Stored items:
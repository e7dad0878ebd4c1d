// ABOUTME: Watches the workspace settings file with notify for edits made outside StatusMark
// ABOUTME: Bursts of events from one save are coalesced into a single change notification

use anyhow::{Context, Result};
use notify::{Event, EventKind, RecursiveMode, Watcher};
use statusmark_logging::{debug, warn};
use std::ffi::OsString;
use std::path::{Path, PathBuf};
use std::time::Duration;
use tokio::sync::mpsc;

/// How long to keep absorbing events after the first one of a burst
const SETTLE_DELAY: Duration = Duration::from_millis(100);

pub struct SettingsFileWatcher {
    _watcher: notify::RecommendedWatcher,
    event_receiver: mpsc::UnboundedReceiver<notify::Result<Event>>,
    path: PathBuf,
    file_name: OsString,
}

impl SettingsFileWatcher {
    /// Watch `path`. The parent directory is watched rather than the file so that
    /// atomic replaces and a file created later are both seen; it is created if missing.
    pub fn new(path: PathBuf) -> Result<Self> {
        let file_name = path
            .file_name()
            .with_context(|| format!("Settings path has no file name: {}", path.display()))?
            .to_os_string();
        let parent = match path.parent() {
            Some(parent) if !parent.as_os_str().is_empty() => parent.to_path_buf(),
            _ => PathBuf::from("."),
        };
        std::fs::create_dir_all(&parent)
            .with_context(|| format!("Failed to create directory: {}", parent.display()))?;

        let (tx, rx) = mpsc::unbounded_channel();
        let mut watcher = notify::recommended_watcher(move |res| {
            // Receiver dropped means the watcher is going away
            let _ = tx.send(res);
        })?;
        watcher
            .watch(&parent, RecursiveMode::NonRecursive)
            .with_context(|| format!("Failed to watch directory: {}", parent.display()))?;

        debug!(path = %path.display(), "Watching settings file");
        Ok(Self {
            _watcher: watcher,
            event_receiver: rx,
            path,
            file_name,
        })
    }

    pub fn path(&self) -> &Path {
        &self.path
    }

    /// Wait for the settings file to change. `None` once the watcher has shut down.
    pub async fn next_change(&mut self) -> Option<()> {
        loop {
            let event = self.event_receiver.recv().await?;
            if self.accept(event) {
                break;
            }
        }

        // Swallow the rest of the burst
        let deadline = tokio::time::sleep(SETTLE_DELAY);
        tokio::pin!(deadline);
        loop {
            tokio::select! {
                _ = &mut deadline => break,
                event = self.event_receiver.recv() => match event {
                    Some(_) => continue,
                    None => break,
                },
            }
        }
        Some(())
    }

    fn accept(&self, event: notify::Result<Event>) -> bool {
        match event {
            Ok(event) => is_relevant(&event, &self.file_name),
            Err(e) => {
                warn!(error = %e, "Settings file watcher error");
                false
            }
        }
    }
}

/// Whether `event` touches the watched file in a way that may change its content
fn is_relevant(event: &Event, file_name: &OsString) -> bool {
    let content_kind = matches!(
        event.kind,
        EventKind::Create(_) | EventKind::Modify(_) | EventKind::Remove(_)
    );
    content_kind
        && event
            .paths
            .iter()
            .any(|path| path.file_name() == Some(file_name.as_os_str()))
}
// ABOUTME: Terminal host for StatusMark backed by a JSON workspace settings file
// ABOUTME: Provides the CLI, user config, settings store, terminal prompts and status line

pub mod cli;
pub mod config;
pub mod file_watch;
pub mod host;
pub mod indicator;
pub mod settings_file;
pub mod terminal;

pub use cli::{Cli, Command};
pub use config::AppConfig;
pub use host::TerminalHost;
pub use settings_file::{JsonSettingsFile, SettingsFileError};
// ABOUTME: Compiled-in choices offered by the pickers
// ABOUTME: Badge text colors, status bar colors and emoji glyphs

/// One selectable palette choice. `value` is a hex color or an emoji glyph;
/// an empty value stands for "no override".
#[derive(Debug, Clone, Copy, PartialEq, Eq)]
pub struct PaletteEntry {
    pub value: &'static str,
    pub display_name: &'static str,
}

const fn entry(value: &'static str, display_name: &'static str) -> PaletteEntry {
    PaletteEntry {
        value,
        display_name,
    }
}

pub const BADGE_COLOR_PALETTE: &[PaletteEntry] = &[
    entry("#FFFFFF", "Pure White"),
    entry("#000000", "Pure Black"),
    entry("#F97316", "Sunset Orange"),
    entry("#EF4444", "Crimson"),
    entry("#14B8A6", "Tropical Teal"),
    entry("#0EA5E9", "Sky Blue"),
    entry("#8B5CF6", "Amethyst"),
    entry("#F472B6", "Rose Pink"),
    entry("#22D3EE", "Electric Cyan"),
    entry("#FACC15", "Golden Glow"),
    entry("", "Theme Default"),
];

pub const STATUS_BAR_COLOR_PALETTE: &[PaletteEntry] = &[
    entry("#1E3A8A", "Cobalt Blue"),
    entry("#059669", "Emerald Mist"),
    entry("#0EA5E9", "Azure Pulse"),
    entry("#F59E0B", "Amber Flame"),
    entry("#E11D48", "Rose Inferno"),
    entry("#7C3AED", "Violet Storm"),
    entry("#0F766E", "Teal Abyss"),
    entry("#475569", "Slate Titanium"),
    entry("", "Theme Default"),
];

pub const EMOJI_PALETTE: &[PaletteEntry] = &[
    entry("🚀", "Rocket"),
    entry("❤️", "Heart"),
    entry("✨", "Sparkles"),
    entry("🔥", "Fire"),
    entry("🌟", "Glowing Star"),
    entry("💎", "Gem"),
    entry("🎯", "Bullseye"),
    entry("🧠", "Brain"),
    entry("🛠️", "Tools"),
    entry("🧪", "Test Tube"),
    entry("📦", "Package"),
    entry("📁", "Folder"),
    entry("✅", "Check Mark"),
    entry("☕", "Coffee"),
    entry("🌈", "Rainbow"),
    entry("🎉", "Party"),
    entry("", "Empty"),
];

_Exercise_:
Pull out all lines from the entries above that include the word "host".

_Output for this exercise_:
// ABOUTME: Terminal host for StatusMark backed by a JSON workspace settings file
pub mod host;
pub use host::TerminalHost;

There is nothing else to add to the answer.